-- Input follows --
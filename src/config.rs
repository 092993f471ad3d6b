use anyhow::Result;
use serde::{Deserialize, Serialize};
use std::path::{Path, PathBuf};

#[derive(Debug, Clone, Serialize, Deserialize)]
pub struct Config {
    /// Base directory for all on-disk pipeline state.
    #[serde(default = "default_event_root")]
    pub event_root: PathBuf,

    #[serde(default)]
    pub database: DatabaseConfig,

    #[serde(default)]
    pub processing: ProcessingConfig,

    #[serde(default)]
    pub watcher: WatcherConfig,

    #[serde(default)]
    pub routing: RoutingConfig,

    #[serde(default)]
    pub remote: RemoteConfig,
}

/// Database configuration
#[derive(Debug, Clone, Serialize, Deserialize)]
pub struct DatabaseConfig {
    /// SQLite database path
    #[serde(default = "default_db_path")]
    pub path: PathBuf,
}

impl Default for DatabaseConfig {
    fn default() -> Self {
        Self { path: default_db_path() }
    }
}

#[derive(Debug, Clone, Serialize, Deserialize)]
pub struct ProcessingConfig {
    /// Number of processing worker threads
    #[serde(default = "default_worker_count")]
    pub worker_count: usize,

    /// Maximum cosine distance for a face to join an existing person cluster
    #[serde(default = "default_cluster_threshold")]
    pub cluster_threshold: f32,

    /// Longest-edge pixel budget for the normalized JPEG
    #[serde(default = "default_max_image_size")]
    pub max_image_size: u32,

    /// Square edge pixels for the thumbnail
    #[serde(default = "default_thumbnail_size")]
    pub thumbnail_size: u32,

    /// Photos processed per batch before switching to the upload phase
    #[serde(default = "default_batch_size")]
    pub batch_size: usize,
}

fn default_worker_count() -> usize { 4 }
fn default_cluster_threshold() -> f32 { 0.6 }
fn default_max_image_size() -> u32 { 2048 }
fn default_thumbnail_size() -> u32 { 300 }
fn default_batch_size() -> usize { 20 }

impl Default for ProcessingConfig {
    fn default() -> Self {
        Self {
            worker_count: default_worker_count(),
            cluster_threshold: default_cluster_threshold(),
            max_image_size: default_max_image_size(),
            thumbnail_size: default_thumbnail_size(),
            batch_size: default_batch_size(),
        }
    }
}

#[derive(Debug, Clone, Serialize, Deserialize)]
pub struct WatcherConfig {
    /// Seconds between periodic drop-zone scans
    #[serde(default = "default_scan_interval")]
    pub scan_interval: u64,

    /// Lowercased file suffixes accepted for ingestion (without the dot)
    #[serde(default = "default_supported_extensions")]
    pub supported_extensions: Vec<String>,
}

fn default_scan_interval() -> u64 { 30 }

fn default_supported_extensions() -> Vec<String> {
    [
        "jpg", "jpeg", "png", "webp", "avif", "heic", "heif", "bmp", "tiff", "tif", "gif",
        "cr2", "nef", "arw", "dng", "orf", "rw2", "raf", "pef",
    ]
    .iter()
    .map(|s| s.to_string())
    .collect()
}

impl Default for WatcherConfig {
    fn default() -> Self {
        Self {
            scan_interval: default_scan_interval(),
            supported_extensions: default_supported_extensions(),
        }
    }
}

#[derive(Debug, Clone, Serialize, Deserialize)]
pub struct RoutingConfig {
    /// Log intended effects without mutating the tree or the remote
    #[serde(default)]
    pub dry_run: bool,

    /// Prefer hardlinks over copies when fanning out
    #[serde(default = "default_use_hardlinks")]
    pub use_hardlinks: bool,
}

fn default_use_hardlinks() -> bool { true }

impl Default for RoutingConfig {
    fn default() -> Self {
        Self {
            dry_run: false,
            use_hardlinks: default_use_hardlinks(),
        }
    }
}

#[derive(Debug, Clone, Serialize, Deserialize)]
pub struct RemoteConfig {
    /// Credentials file handed to the remote-store backend
    #[serde(default)]
    pub credentials_file: Option<PathBuf>,

    /// Remote folder id under which the event tree is mirrored
    #[serde(default)]
    pub root_folder_id: Option<String>,

    /// Connect timeout for remote calls (seconds)
    #[serde(default = "default_timeout_connect")]
    pub timeout_connect: u64,

    /// Read timeout for remote calls (seconds)
    #[serde(default = "default_timeout_read")]
    pub timeout_read: u64,

    /// Maximum retries before an upload job is frozen
    #[serde(default = "default_max_retries")]
    pub max_retries: u32,

    /// Base retry delay in seconds, doubled per attempt
    #[serde(default = "default_retry_delay")]
    pub retry_delay: u64,

    /// Pending uploads fetched per drain round
    #[serde(default = "default_upload_batch_size")]
    pub batch_size: usize,

    /// Master switch for the upload queue
    #[serde(default = "default_queue_enabled")]
    pub queue_enabled: bool,
}

fn default_timeout_connect() -> u64 { 10 }
fn default_timeout_read() -> u64 { 30 }
fn default_max_retries() -> u32 { 3 }
fn default_retry_delay() -> u64 { 2 }
fn default_upload_batch_size() -> usize { 5 }
fn default_queue_enabled() -> bool { true }

impl Default for RemoteConfig {
    fn default() -> Self {
        Self {
            credentials_file: None,
            root_folder_id: None,
            timeout_connect: default_timeout_connect(),
            timeout_read: default_timeout_read(),
            max_retries: default_max_retries(),
            retry_delay: default_retry_delay(),
            batch_size: default_upload_batch_size(),
            queue_enabled: default_queue_enabled(),
        }
    }
}

fn default_event_root() -> PathBuf {
    PathBuf::from("./EventRoot")
}

fn default_db_path() -> PathBuf {
    dirs::data_dir()
        .unwrap_or_else(|| PathBuf::from("."))
        .join("facefan")
        .join("facefan.db")
}

impl Default for Config {
    fn default() -> Self {
        Self {
            event_root: default_event_root(),
            database: DatabaseConfig::default(),
            processing: ProcessingConfig::default(),
            watcher: WatcherConfig::default(),
            routing: RoutingConfig::default(),
            remote: RemoteConfig::default(),
        }
    }
}

impl Config {
    pub fn load() -> Result<Self> {
        let config_path = Self::config_path();

        if config_path.exists() {
            Self::load_from(&config_path)
        } else {
            // Create default config
            let config = Config::default();
            config.save()?;
            Ok(config)
        }
    }

    pub fn load_from(path: &Path) -> Result<Self> {
        let content = std::fs::read_to_string(path)?;
        let config: Config = toml::from_str(&content)?;
        Ok(config)
    }

    pub fn save(&self) -> Result<()> {
        let config_path = Self::config_path();

        // Ensure parent directory exists
        if let Some(parent) = config_path.parent() {
            std::fs::create_dir_all(parent)?;
        }

        let content = toml::to_string_pretty(self)?;
        std::fs::write(&config_path, content)?;

        Ok(())
    }

    fn config_path() -> PathBuf {
        if let Ok(path) = std::env::var("FACEFAN_CONFIG") {
            return PathBuf::from(path);
        }
        Self::config_dir().join("config.toml")
    }

    /// Get the facefan configuration directory.
    pub fn config_dir() -> PathBuf {
        dirs::config_dir()
            .unwrap_or_else(|| PathBuf::from("."))
            .join("facefan")
    }

    pub fn db_path(&self) -> &PathBuf {
        &self.database.path
    }

    pub fn incoming_dir(&self) -> PathBuf {
        self.event_root.join("Incoming")
    }

    pub fn processed_dir(&self) -> PathBuf {
        self.event_root.join("Processed")
    }

    pub fn people_dir(&self) -> PathBuf {
        self.event_root.join("People")
    }

    pub fn no_faces_dir(&self) -> PathBuf {
        self.event_root.join("Admin").join("NoFaces")
    }

    pub fn errors_dir(&self) -> PathBuf {
        self.event_root.join("Admin").join("Errors")
    }

    /// Create every directory the pipeline writes into.
    pub fn ensure_directories(&self) -> Result<()> {
        let dirs = [
            self.incoming_dir(),
            self.processed_dir(),
            self.people_dir(),
            self.no_faces_dir(),
            self.errors_dir(),
        ];
        for dir in &dirs {
            std::fs::create_dir_all(dir)?;
        }
        if let Some(parent) = self.database.path.parent() {
            std::fs::create_dir_all(parent)?;
        }
        Ok(())
    }

    pub fn is_supported_extension(&self, path: &Path) -> bool {
        path.extension()
            .and_then(|e| e.to_str())
            .map(|e| e.to_lowercase())
            .map(|e| self.watcher.supported_extensions.iter().any(|s| s == &e))
            .unwrap_or(false)
    }
}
-- Input concluded --
■ What the task requires: Reproduce word for word only the first line of the listing above and each line after it through the line with "fn default_cluster_threshold() ->".

■ Written response:
filename src/config.rs
repository 092993f471ad3d6b
use anyhow::Result;
use serde::{Deserialize, Serialize};
use std::path::{Path, PathBuf};

#[derive(Debug, Clone, Serialize, Deserialize)]
pub struct Config {
    /// Base directory for all on-disk pipeline state.
    #[serde(default = "default_event_root")]
    pub event_root: PathBuf,

    #[serde(default)]
    pub database: DatabaseConfig,

    #[serde(default)]
    pub processing: ProcessingConfig,

    #[serde(default)]
    pub watcher: WatcherConfig,

    #[serde(default)]
    pub routing: RoutingConfig,

    #[serde(default)]
    pub remote: RemoteConfig,
}

/// Database configuration
#[derive(Debug, Clone, Serialize, Deserialize)]
pub struct DatabaseConfig {
    /// SQLite database path
    #[serde(default = "default_db_path")]
    pub path: PathBuf,
}

impl Default for DatabaseConfig {
    fn default() -> Self {
        Self { path: default_db_path() }
    }
}

#[derive(Debug, Clone, Serialize, Deserialize)]
pub struct ProcessingConfig {
    /// Number of processing worker threads
    #[serde(default = "default_worker_count")]
    pub worker_count: usize,

    /// Maximum cosine distance for a face to join an existing person cluster
    #[serde(default = "default_cluster_threshold")]
    pub cluster_threshold: f32,

    /// Longest-edge pixel budget for the normalized JPEG
    #[serde(default = "default_max_image_size")]
    pub max_image_size: u32,

    /// Square edge pixels for the thumbnail
    #[serde(default = "default_thumbnail_size")]
    pub thumbnail_size: u32,

    /// Photos processed per batch before switching to the upload phase
    #[serde(default = "default_batch_size")]
    pub batch_size: usize,
}

fn default_worker_count() -> usize { 4 }
fn default_cluster_threshold() -> f32 { 0.6 }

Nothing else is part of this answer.